= Exercise directions =
Only part of the listing is needed, namely the lines from its start through the line with "let mut lines = Vec::new();", and they should be retyped exactly.

= The data =
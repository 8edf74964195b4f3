//! Terminal rendering for documents and JSON trees
//!
//! Turns [`RenderNode`] instructions and tree rows into styled
//! `ratatui` lines. The lines are plain data: they can be drawn by a
//! ratatui widget or written to stdout with [`write_lines`].

mod json;
mod output;
mod wrap;

pub use json::{render_invalid_json, render_payload, render_tree};
pub use output::write_lines;

use crate::document::{CollapsedSections, Document, Field, InlineSpan, RenderNode, TagKind};
use crate::theme::Theme;
use crate::util::sanitize_for_terminal;
use ratatui::style::{Modifier, Style};
use ratatui::text::{Line, Span};
use unicode_width::UnicodeWidthStr;
use wrap::Wrapper;

/// Wrap width used when nothing else is configured
pub const DEFAULT_WIDTH: usize = 100;

/// Layout knobs for document rendering
#[derive(Debug, Clone, PartialEq, Eq)]
pub struct RenderOptions {
    pub width: usize,
    pub show_field_names: bool,
}

impl Default for RenderOptions {
    fn default() -> Self {
        Self {
            width: DEFAULT_WIDTH,
            show_field_names: true,
        }
    }
}

/// Render a document at `width` columns with default options
pub fn render_document(
    document: &Document,
    collapsed: &CollapsedSections,
    width: usize,
    theme: &Theme,
) -> Vec<Line<'static>> {
    let options = RenderOptions {
        width,
        ..RenderOptions::default()
    };
    render_document_with(document, collapsed, &options, theme)
}

/// Render a document; blocks are separated by one blank line
pub fn render_document_with(
    document: &Document,
    collapsed: &CollapsedSections,
    options: &RenderOptions,
    theme: &Theme,
) -> Vec<Line<'static>> {
    let nodes = document.instructions(collapsed);
    let mut lines = Vec::new();
    for (index, node) in nodes.iter().enumerate() {
        if index > 0 {
            lines.push(Line::default());
        }
        render_node(&mut lines, node, options, theme);
    }
    tracing::trace!(nodes = nodes.len(), lines = lines.len(), "rendered document");
    lines
}

/// Concatenated text of a line, without styling
pub fn line_text(line: &Line<'_>) -> String {
    line.spans.iter().map(|span| span.content.as_ref()).collect()
}

fn render_node(
    lines: &mut Vec<Line<'static>>,
    node: &RenderNode,
    options: &RenderOptions,
    theme: &Theme,
) {
    let width = options.width;
    match node {
        RenderNode::Section {
            id,
            tag,
            title,
            collapsed,
            fields,
        } => render_section(lines, id, *tag, title, *collapsed, fields, options, theme),

        RenderNode::Heading { level, spans } => {
            let color = match level {
                1 => theme.heading,
                2 => theme.subheading,
                _ => theme.foreground,
            };
            let base = Style::default().fg(color).add_modifier(Modifier::BOLD);
            let mut wrapper = Wrapper::new(width);
            push_spans(&mut wrapper, spans, base, theme);
            lines.extend(wrapper.finish());
        }

        RenderNode::Paragraph { spans } => {
            let mut wrapper = Wrapper::new(width);
            push_spans(&mut wrapper, spans, Style::default(), theme);
            lines.extend(wrapper.finish());
        }

        RenderNode::List { ordered, items } => {
            let marker_style = Style::default().fg(theme.border);
            for (index, item) in items.iter().enumerate() {
                let marker = if *ordered {
                    format!("{}. ", index + 1)
                } else {
                    "• ".to_string()
                };
                let indent = " ".repeat(marker.width());
                let mut wrapper = Wrapper::with_prefix(
                    width,
                    vec![Span::styled(marker, marker_style)],
                    vec![Span::raw(indent)],
                );
                push_spans(&mut wrapper, item, Style::default(), theme);
                lines.extend(wrapper.finish());
            }
        }

        RenderNode::Quote { spans } => {
            let bar = || vec![Span::styled("│ ", Style::default().fg(theme.border))];
            let mut wrapper = Wrapper::with_prefix(width, bar(), bar());
            push_spans(
                &mut wrapper,
                spans,
                Style::default().add_modifier(Modifier::ITALIC),
                theme,
            );
            let quoted = wrapper.finish();
            if quoted.is_empty() {
                lines.push(Line::from(bar()));
            } else {
                lines.extend(quoted);
            }
        }

        RenderNode::Rule => {
            let rule = "─".repeat(width.saturating_sub(4).max(10));
            lines.push(Line::from(Span::styled(
                rule,
                Style::default().fg(theme.border),
            )));
        }

        RenderNode::Code { language, code } => render_code(lines, language, code, theme),
    }
}

#[allow(clippy::too_many_arguments)]
fn render_section(
    lines: &mut Vec<Line<'static>>,
    id: &str,
    tag: TagKind,
    title: &str,
    collapsed: bool,
    fields: &[Field],
    options: &RenderOptions,
    theme: &Theme,
) {
    let accent = Style::default().fg(theme.tag_color(tag));
    let dim = Style::default()
        .fg(theme.border)
        .add_modifier(Modifier::DIM);

    let mut header = vec![
        Span::styled(if collapsed { "▶ " } else { "▼ " }, accent),
        Span::styled(title.to_string(), accent.add_modifier(Modifier::BOLD)),
    ];
    if collapsed && !fields.is_empty() {
        let noun = if fields.len() == 1 { "line" } else { "lines" };
        header.push(Span::styled(format!(" · {} {noun}", fields.len()), dim));
    }
    header.push(Span::styled(format!("  [{id}]"), dim));
    lines.push(Line::from(header));

    if collapsed {
        return;
    }

    let bar = || vec![Span::styled("│ ", accent)];
    for field in fields {
        let mut wrapper = Wrapper::with_prefix(options.width, bar(), bar());
        if let (true, Some(name)) = (options.show_field_names, field.name.as_deref()) {
            wrapper.push(
                &format!("{}:", sanitize_for_terminal(name)),
                Style::default()
                    .fg(theme.field_name)
                    .add_modifier(Modifier::BOLD),
            );
            wrapper.push(" ", Style::default());
        }
        wrapper.push(&sanitize_for_terminal(&field.value), Style::default());
        lines.extend(wrapper.finish());
    }
}

fn render_code(lines: &mut Vec<Line<'static>>, language: &str, code: &str, theme: &Theme) {
    let is_json = language.eq_ignore_ascii_case("json");
    lines.push(Line::from(Span::styled(
        format!("  {language}"),
        Style::default()
            .fg(theme.border)
            .add_modifier(Modifier::DIM),
    )));

    for code_line in sanitize_for_terminal(code).lines() {
        if is_json {
            let mut spans = vec![Span::raw("  ")];
            spans.extend(json::highlight_json_line(code_line, theme));
            lines.push(Line::from(spans));
        } else {
            lines.push(Line::from(Span::styled(
                format!("  {code_line}"),
                Style::default().fg(theme.code_block),
            )));
        }
    }
}

fn push_spans(wrapper: &mut Wrapper, spans: &[InlineSpan], base: Style, theme: &Theme) {
    for span in spans {
        if let InlineSpan::Code { text } = span {
            let style = base.fg(theme.code_inline);
            wrapper.push_unbroken(&sanitize_for_terminal(text), style);
            continue;
        }
        let (text, style) = match span {
            InlineSpan::Literal { text } => (text.clone(), base),
            InlineSpan::Bold { text, .. } => (text.clone(), base.add_modifier(Modifier::BOLD)),
            InlineSpan::Italic { text, .. } => {
                (text.clone(), base.add_modifier(Modifier::ITALIC))
            }
            InlineSpan::Code { .. } => continue,
            InlineSpan::Link { text, url } => {
                let display = if text == url {
                    url.clone()
                } else {
                    format!("{text} ({url})")
                };
                (
                    display,
                    base.fg(theme.link).add_modifier(Modifier::UNDERLINED),
                )
            }
        };
        wrapper.push(&sanitize_for_terminal(&text), style);
    }
}

#[cfg(test)]
mod tests {
    use super::*;
    use pretty_assertions::assert_eq;

    fn render(input: &str, collapsed: &CollapsedSections, width: usize) -> Vec<String> {
        let doc = Document::parse(input);
        render_document(&doc, collapsed, width, &Theme::default())
            .iter()
            .map(line_text)
            .collect()
    }

    #[test]
    fn test_render_produces_lines() {
        let lines = render("Hello `world`\n\nNew paragraph", &CollapsedSections::new(), 80);
        assert_eq!(lines, vec!["Hello world", "", "New paragraph"]);
    }

    #[test]
    fn test_expanded_section_shows_fields() {
        let lines = render(
            "<analysis>\nRisk: low\nship it\n</analysis>",
            &CollapsedSections::new(),
            80,
        );
        assert_eq!(
            lines,
            vec!["▼ Analysis  [section-0]", "│ Risk: low", "│ ship it"]
        );
    }

    #[test]
    fn test_collapsed_section_is_header_only() {
        let collapsed: CollapsedSections = ["section-0"].into_iter().collect();
        let lines = render("<thinking>a\nb</thinking>", &collapsed, 80);
        assert_eq!(lines, vec!["▶ Thinking · 2 lines  [section-0]"]);
    }

    #[test]
    fn test_hidden_field_names() {
        let doc = Document::parse("<reasoning>Why: because</reasoning>");
        let options = RenderOptions {
            width: 80,
            show_field_names: false,
        };
        let lines: Vec<String> =
            render_document_with(&doc, &CollapsedSections::new(), &options, &Theme::default())
                .iter()
                .map(line_text)
                .collect();
        assert_eq!(lines[1], "│ because");
    }

    #[test]
    fn test_blocks_are_separated_by_blank_lines() {
        let lines = render(
            "# Plan\n- first step\n- second\n---\n> careful",
            &CollapsedSections::new(),
            40,
        );
        assert_eq!(
            lines,
            vec![
                "Plan",
                "",
                "• first step",
                "• second",
                "",
                "────────────────────────────────────",
                "",
                "│ careful",
            ]
        );
    }

    #[test]
    fn test_list_items_wrap_under_marker() {
        let lines = render("1. alpha beta gamma", &CollapsedSections::new(), 12);
        assert_eq!(lines, vec!["1. alpha", "   beta", "   gamma"]);
    }

    #[test]
    fn test_code_block_keeps_lines() {
        let lines = render(
            "```json\n{\n  \"a\": 1\n}\n```",
            &CollapsedSections::new(),
            80,
        );
        assert_eq!(lines, vec!["  json", "  {", "    \"a\": 1", "  }"]);
    }

    #[test]
    fn test_link_shows_url() {
        let lines = render("see [docs](https://x.dev)", &CollapsedSections::new(), 80);
        assert_eq!(lines, vec!["see docs (https://x.dev)"]);
    }

    #[test]
    fn test_inline_styles() {
        let doc = Document::parse("a **b** *c*");
        let lines = render_document(&doc, &CollapsedSections::new(), 80, &Theme::default());
        let bold = lines[0]
            .spans
            .iter()
            .find(|span| span.content == "b")
            .expect("bold span");
        assert!(bold.style.add_modifier.contains(Modifier::BOLD));
    }

    #[test]
    fn test_inline_code_keeps_interior_spacing() {
        let lines = render("run `a  b` now", &CollapsedSections::new(), 80);
        assert_eq!(lines, vec!["run a  b now"]);
    }

    #[test]
    fn test_empty_quote_keeps_its_bar() {
        let lines = render("> ", &CollapsedSections::new(), 80);
        assert_eq!(lines, vec!["│ "]);
    }

    #[test]
    fn test_empty_document_renders_nothing() {
        assert!(render("   ", &CollapsedSections::new(), 80).is_empty());
    }
}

= Output for this task =
repository 8edf74964195b4f3
//! Terminal rendering for documents and JSON trees
//!
//! Turns [`RenderNode`] instructions and tree rows into styled
//! `ratatui` lines. The lines are plain data: they can be drawn by a
//! ratatui widget or written to stdout with [`write_lines`].

mod json;
mod output;
mod wrap;

pub use json::{render_invalid_json, render_payload, render_tree};
pub use output::write_lines;

use crate::document::{CollapsedSections, Document, Field, InlineSpan, RenderNode, TagKind};
use crate::theme::Theme;
use crate::util::sanitize_for_terminal;
use ratatui::style::{Modifier, Style};
use ratatui::text::{Line, Span};
use unicode_width::UnicodeWidthStr;
use wrap::Wrapper;

/// Wrap width used when nothing else is configured
pub const DEFAULT_WIDTH: usize = 100;

/// Layout knobs for document rendering
#[derive(Debug, Clone, PartialEq, Eq)]
pub struct RenderOptions {
    pub width: usize,
    pub show_field_names: bool,
}

impl Default for RenderOptions {
    fn default() -> Self {
        Self {
            width: DEFAULT_WIDTH,
            show_field_names: true,
        }
    }
}

/// Render a document at `width` columns with default options
pub fn render_document(
    document: &Document,
    collapsed: &CollapsedSections,
    width: usize,
    theme: &Theme,
) -> Vec<Line<'static>> {
    let options = RenderOptions {
        width,
        ..RenderOptions::default()
    };
    render_document_with(document, collapsed, &options, theme)
}

/// Render a document; blocks are separated by one blank line
pub fn render_document_with(
    document: &Document,
    collapsed: &CollapsedSections,
    options: &RenderOptions,
    theme: &Theme,
) -> Vec<Line<'static>> {
    let nodes = document.instructions(collapsed);
    let mut lines = Vec::new();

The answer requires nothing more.